Intervention de Jean-Marc Lacave

Commission du développement durable, des infrastructures, de l'équipement et de l'aménagement du territoire — Réunion du 19 novembre 2013 : 1ère réunion
Audition de M. Jean-Marc Lacave candidat désigné aux fonctions de président-directeur général de météo-france

Jean-Marc Lacave, candidat désigné aux fonctions de président-directeur général de Météo-France :

Agé de 57 ans, je suis ingénieur des ponts, des eaux et forêts. De manière assez classique, j'ai débuté ma carrière au ministère de l'équipement en 1980. J'ai été nommé d'abord à Niort puis à Nantes pour traiter de questions d'urbanisme, de logement, d'aménagement et d'infrastructures de transport.
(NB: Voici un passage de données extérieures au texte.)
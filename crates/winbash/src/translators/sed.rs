//! sed — restricted subset: `s/PAT/REPL/[g]`, `/PAT/d`, `Nd`, `/PAT/p`,
//! `N,Mp`, `Np`, backreferences, `-i`, multiple `-e`.

use super::argparse::{self, FlagSpec};
use super::TranslatedCommand;
use crate::parser::Word;
use crate::transform::{translate_path_arg, TransformContext};

const SPECS: &[FlagSpec] = &[FlagSpec::flag("i", 'i', "in-place"), FlagSpec::value("e", 'e', "expression")];

pub fn translate(args: &[Word], ctx: &mut TransformContext) -> TranslatedCommand {
    let parsed = argparse::parse(args, SPECS);
    let in_place = parsed.is_set("i");

    let mut exprs: Vec<String> = Vec::new();
    if let Some(e) = parsed.value("e") {
        exprs.push(e.to_string());
    }
    let mut positional = parsed.positional;
    if exprs.is_empty() && !positional.is_empty() {
        if let Some(s) = positional[0].as_plain_str() {
            exprs.push(s.to_string());
            positional.remove(0);
        }
    }
    let files = positional;

    let stages: Vec<String> = exprs.iter().map(|e| render_sed_expr(e, ctx)).collect();
    let pipe = stages.join(" | ");

    if in_place {
        if let Some(f) = files.first() {
            let path = translate_path_arg(f, ctx);
            return TranslatedCommand::new(format!("(Get-Content -Path {path}) | {pipe} | Set-Content -Path {path}"));
        }
    }

    if files.is_empty() {
        TranslatedCommand::new(pipe)
    } else {
        let paths = files.iter().map(|w| translate_path_arg(w, ctx)).collect::<Vec<_>>().join(", ");
        TranslatedCommand::new(format!("Get-Content -Path {paths} | {pipe}"))
    }
}

fn render_sed_expr(expr: &str, ctx: &mut TransformContext) -> String {
    if let Some(rest) = expr.strip_prefix('s') {
        if let Some(delim) = rest.chars().next() {
            let body = &rest[delim.len_utf8()..];
            let segments: Vec<&str> = body.splitn(3, delim).collect();
            if segments.len() >= 2 {
                let pattern = segments[0];
                let replacement = convert_backrefs(segments[1]);
                let flags = segments.get(2).copied().unwrap_or("");
                if !flags.contains('g') {
                    ctx.unsupported.push(
                        "sed substitution without the g flag still replaces every match on the line; PowerShell -replace has no first-match-only mode"
                            .into(),
                    );
                }
                return format!("ForEach-Object {{ $_ -replace '{pattern}', '{replacement}' }}");
            }
        }
    }

    if let Some(inner) = expr.strip_prefix('/') {
        if let Some(pattern) = inner.strip_suffix("/d") {
            return format!("Where-Object {{ $_ -notmatch '{pattern}' }}");
        }
        if let Some(pattern) = inner.strip_suffix("/p") {
            return format!("Where-Object {{ $_ -match '{pattern}' }}");
        }
    }

    if let Some(digits) = expr.strip_suffix('d') {
        if let Ok(n) = digits.parse::<usize>() {
            return format!(
                "ForEach-Object -Begin {{ $script:sedLine = 0 }} -Process {{ $script:sedLine++; if ($script:sedLine -ne {n}) {{ $_ }} }}"
            );
        }
    }

    if let Some(digits) = expr.strip_suffix('p') {
        if let Some((start, end)) = digits.split_once(',') {
            if let (Ok(s), Ok(e)) = (start.parse::<usize>(), end.parse::<usize>()) {
                return format!(
                    "ForEach-Object -Begin {{ $script:sedLine = 0 }} -Process {{ $script:sedLine++; if ($script:sedLine -ge {s} -and $script:sedLine -le {e}) {{ $_ }} }}"
                );
            }
        } else if let Ok(n) = digits.parse::<usize>() {
            return format!(
                "ForEach-Object -Begin {{ $script:sedLine = 0 }} -Process {{ $script:sedLine++; if ($script:sedLine -eq {n}) {{ $_ }} }}"
            );
        }
    }

    ctx.unsupported
        .push(format!("sed expression '{expr}' is not modeled; lines pass through unchanged"));
    "ForEach-Object { $_ }".to_string()
}

fn convert_backrefs(replacement: &str) -> String {
    let mut out = String::new();
    let mut chars = replacement.chars().peekable();
    while let Some(c) = chars.next() {
        if c == '\\' {
            if let Some(d) = chars.peek().and_then(|c| c.to_digit(10)) {
                out.push('$');
                out.push_str(&d.to_string());
                chars.next();
                continue;
            }
        }
        out.push(c);
    }
    out
}

#[cfg(test)]
mod tests {
    use super::*;
    use crate::tools::ToolAvailability;
    use crate::TranspileOptions;

    fn ctx() -> TransformContext {
        TransformContext::new(ToolAvailability::default(), TranspileOptions::default())
    }

    #[test]
    fn substitution_with_g_flag_uses_replace() {
        let mut c = ctx();
        let args = vec![Word::literal("s/foo/bar/g"), Word::literal("file.txt")];
        let out = translate(&args, &mut c);
        assert_eq!(
            out.command,
            "Get-Content -Path 'file.txt' | ForEach-Object { $_ -replace 'foo', 'bar' }"
        );
    }

    #[test]
    fn pattern_delete_filters_matching_lines() {
        let mut c = ctx();
        let args = vec![Word::literal("/DEBUG/d")];
        let out = translate(&args, &mut c);
        assert_eq!(out.command, "Where-Object { $_ -notmatch 'DEBUG' }");
    }

    #[test]
    fn in_place_wraps_read_and_write() {
        let mut c = ctx();
        let args = vec![Word::literal("-i"), Word::literal("s/a/b/g"), Word::literal("f.txt")];
        let out = translate(&args, &mut c);
        assert_eq!(
            out.command,
            "(Get-Content -Path 'f.txt') | ForEach-Object { $_ -replace 'a', 'b' } | Set-Content -Path 'f.txt'"
        );
    }

    #[test]
    fn backreference_converts_to_dollar_group() {
        let mut c = ctx();
        let args = vec![Word::literal(r"s/\(a\)\(b\)/\2\1/g")];
        let out = translate(&args, &mut c);
        assert!(out.command.contains("$2$1"));
    }
}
J'ai notamment travaillé sur le chantier du périphérique de Nantes et sur celui du pont de Cheviré. Je suis ensuite revenu pour trois ans à Paris comme sous-directeur des investissements routiers. J'ai occupé les fonctions de directeur départemental de l'équipement de la Sarthe, puis de directeur régional de l'équipement de Basse-Normandie et de directeur départemental du Calvados. Après vingt ans à l'équipement, j'ai pris la direction générale d'un établissement public, le port autonome du Havre, au moment du démarrage du projet Port 2000, destiné à agrandir la capacité d'accueil des conteneurs dans l'estuaire de la Seine. Cela a été une aventure passionnante. Il m'a fallu faire dialoguer les armateurs, les chargeurs et les syndicats de dockers, dont vous savez qu'ils ne sont guère dociles, afin d'assurer la réussite du projet dans un contexte compliqué par la discussion de la réforme portuaire. A l'été 2008, je suis entré au directoire de la CMA CGM, troisième armateur mondial pour le transport maritime par conteneurs et premier armateur français. J'ai oeuvré pour redonner confiance aux clients et aux banques afin de poursuivre l'exploitation de cette entreprise très endettée. On m'a ensuite confié la responsabilité de l'organisation du Forum mondial de l'eau à Marseille en 2012, ce qui m'a donné l'occasion de travailler avec des organisations internationales. Avec quinze mille participants, il a connu un succès. Depuis, j'ai réalisé diverses missions, dont une mission de coordination interministérielle auprès de la SNCM, entreprise en difficulté et sous le coup de sanctions européennes pour avoir perçu des aides d'Etat considérées par Bruxelles comme illégales.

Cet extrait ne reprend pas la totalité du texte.